Geodetic and seismic constraints on some seismogenic zone processes in Costa Rica

Edmundo Norabuena

Rosenstiel School of Marine and Atmospheric Sciences, University of Miami, Miami, Florida, USA


Timothy H. Dixon

Rosenstiel School of Marine and Atmospheric Sciences, University of Miami, Miami, Florida, USA


Susan Schwartz

Earth Sciences Department, University of California, Santa Cruz, California, USA


Heather DeShon

Earth Sciences Department, University of California, Santa Cruz, California, USA


Andrew Newman

Earth Sciences Department, University of California, Santa Cruz, California, USA


Marino Protti

Observatorio Vulcanológico y Sismológico de Costa Rica, Universidad Nacional, Heredia, Costa Rica


Victor Gonzalez

Observatorio Vulcanológico y Sismológico de Costa Rica, Universidad Nacional, Heredia, Costa Rica


LeRoy Dorman

Scripps Institution of Oceanography, University of California, San Diego, La Jolla, California, USA


Ernst R. Flueh

Leibniz Institut fur Meereswissenshaften, Forschungszentrum fur Marine Geowissenschaften (IFM-GEOMAR) and SFB574 Christian-Albrechts Universitat, Kiel, Germany


Paul Lundgren

Jet Propulsion Laboratory, California Institute of Technology, Pasadena, California, USA


Fred Pollitz

U.S. Geological Survey, Menlo Park, California, USA


Dan Sampson

Earth Sciences Department, University of California, Santa Cruz, California, USA


Abstract

New seismic and geodetic data from Costa Rica provide insight into seismogenic zone processes in Central America, where the Cocos and Caribbean plates converge. Seismic data are from combined land and ocean bottom deployments in the Nicoya peninsula in northern Costa Rica and near the Osa peninsula in southern Costa Rica. In Nicoya, inversion of GPS data suggests two locked patches centered at 14 ± 2 and 39 ± 6 km depth. Interplate microseismicity is concentrated in the more freely slipping intermediate zone, suggesting that small interseismic earthquakes may not accurately outline the updip limit of the seismogenic zone, the rupture zone for future large earthquakes, at least over the short (∼1 year) observation period. We also estimate northwest motion of a coastal “sliver block” at 8 ± 3 mm/yr, probably related to oblique convergence. In the Osa region to the south, convergence is orthogonal to the trench. Cocos-Caribbean relative motion is partitioned here, with ∼8 cm/yr on the Cocos-Panama block boundary (including a component of permanent shortening across the Fila Costeña fold and thrust belt) and ∼1 cm/yr on the Panama block–Caribbean boundary. The GPS data suggest that the Cocos plate–Panama block boundary is completely locked from ∼10–50 km depth. This large locked zone, as well as associated forearc and back-arc deformation, may be related to subduction of the shallow Cocos Ridge and/or younger lithosphere compared to Nicoya, with consequent higher coupling and compressive stress in the direction of plate convergence.
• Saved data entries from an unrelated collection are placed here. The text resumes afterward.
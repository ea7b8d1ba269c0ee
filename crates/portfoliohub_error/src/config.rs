//! Configuration error types.

/// Configuration error with source location.
#[derive(Debug, Clone, derive_more::Display, derive_more::Error)]
#[display("Configuration Error: {} at line {} in {}", message, line, file)]
pub struct ConfigError {
    /// Error message
    pub message: String,
    /// Line number where the error occurred
    pub line: u32,
    /// File where the error occurred
    pub file: &'static str,
}

impl ConfigError {
    /// Create a new ConfigError with the given message at the current location.
    ///
    /// # Examples
    ///
    /// ```
    /// use portfoliohub_error::ConfigError;
    ///
    /// let err = ConfigError::new("Missing moderation endpoint");
    /// assert!(err.message.contains("moderation endpoint"));
    /// ```
    #[track_caller]
    pub fn new(message: impl Into<String>) -> Self {
        let location = std::panic::Location::caller();
        Self {
            message: message.into(),
            line: location.line(),
            file: location.file(),
        }
    }
}
//! Balance mutations on account documents.

use portfoliohub_core::{Account, AccountId, BalanceDelta, BalanceField, RewardAction, RewardTable};
use portfoliohub_error::{HubResult, LedgerError, LedgerErrorKind};
use portfoliohub_interface::AccountStore;
use std::sync::Arc;
use tracing::{debug, instrument};

/// Every balance change in the system goes through a `Ledger`.
///
/// Awards and admin grants use plain atomic increments. Spends use the
/// store's guarded increment so that a balance never drops below zero, even
/// under concurrent spends.
#[derive(Clone)]
pub struct Ledger {
    accounts: Arc<dyn AccountStore>,
    rewards: RewardTable,
}

impl Ledger {
    /// Creates a ledger over an account store.
    pub fn new(accounts: Arc<dyn AccountStore>, rewards: RewardTable) -> Self {
        Self { accounts, rewards }
    }

    /// Point values paid per action.
    pub fn rewards(&self) -> &RewardTable {
        &self.rewards
    }

    /// Underlying account store.
    pub fn accounts(&self) -> &Arc<dyn AccountStore> {
        &self.accounts
    }

    /// Read an account that must exist.
    pub async fn account(&self, id: &AccountId) -> HubResult<Account> {
        self.accounts
            .account(id)
            .await?
            .ok_or_else(|| LedgerError::new(LedgerErrorKind::AccountNotFound(id.to_string())).into())
    }

    /// Atomically add `delta` to one counter. Not clamped at zero.
    ///
    /// # Errors
    ///
    /// `AccountNotFound` when the account does not exist.
    #[instrument(skip(self), fields(account_id = %id))]
    pub async fn adjust_balance(
        &self,
        id: &AccountId,
        field: BalanceField,
        delta: i64,
    ) -> HubResult<Account> {
        self.apply(id, BalanceDelta::of(field, delta)).await
    }

    /// Atomically add a two-field delta. Not clamped at zero.
    #[instrument(skip(self), fields(account_id = %id))]
    pub async fn apply(&self, id: &AccountId, delta: BalanceDelta) -> HubResult<Account> {
        let account = self.accounts.increment(id, delta).await?;
        debug!(
            points = account.points,
            credits = account.credits,
            "Balance adjusted"
        );
        Ok(account)
    }

    /// Atomically apply `delta` only if no decremented counter would go negative.
    ///
    /// # Errors
    ///
    /// `InsufficientCredits` or `InsufficientPoints`; nothing is written.
    #[instrument(skip(self), fields(account_id = %id))]
    pub async fn spend(&self, id: &AccountId, delta: BalanceDelta) -> HubResult<Account> {
        let account = self.accounts.increment_guarded(id, delta).await?;
        debug!(
            points = account.points,
            credits = account.credits,
            "Guarded spend committed"
        );
        Ok(account)
    }

    /// Pay the points `action` is worth.
    #[instrument(skip(self), fields(account_id = %id))]
    pub async fn award(&self, id: &AccountId, action: RewardAction) -> HubResult<Account> {
        let points = self.rewards.points_for(action);
        debug!(%action, points, "Awarding points");
        self.apply(id, BalanceDelta::points(points)).await
    }
}

impl std::fmt::Debug for Ledger {
    fn fmt(&self, f: &mut std::fmt::Formatter<'_>) -> std::fmt::Result {
        f.debug_struct("Ledger")
            .field("rewards", &self.rewards)
            .finish_non_exhaustive()
    }
}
Received 5 December 2003; accepted 4 August 2004; published 9 November 2004.

Keywords: seismogenic zone; Costa Rica; geodetic and seismic.

Index Terms: 8150 Tectonophysics: Plate boundary—general (3040); 8102 Tectonophysics: Continental contractional orogenic belts; 1208 Geodesy and Gravity: Crustal movements—intraplate (8110); 1243 Geodesy and Gravity: Space geodetic surveys; 7230 Seismology: Seismicity and seismotectonics.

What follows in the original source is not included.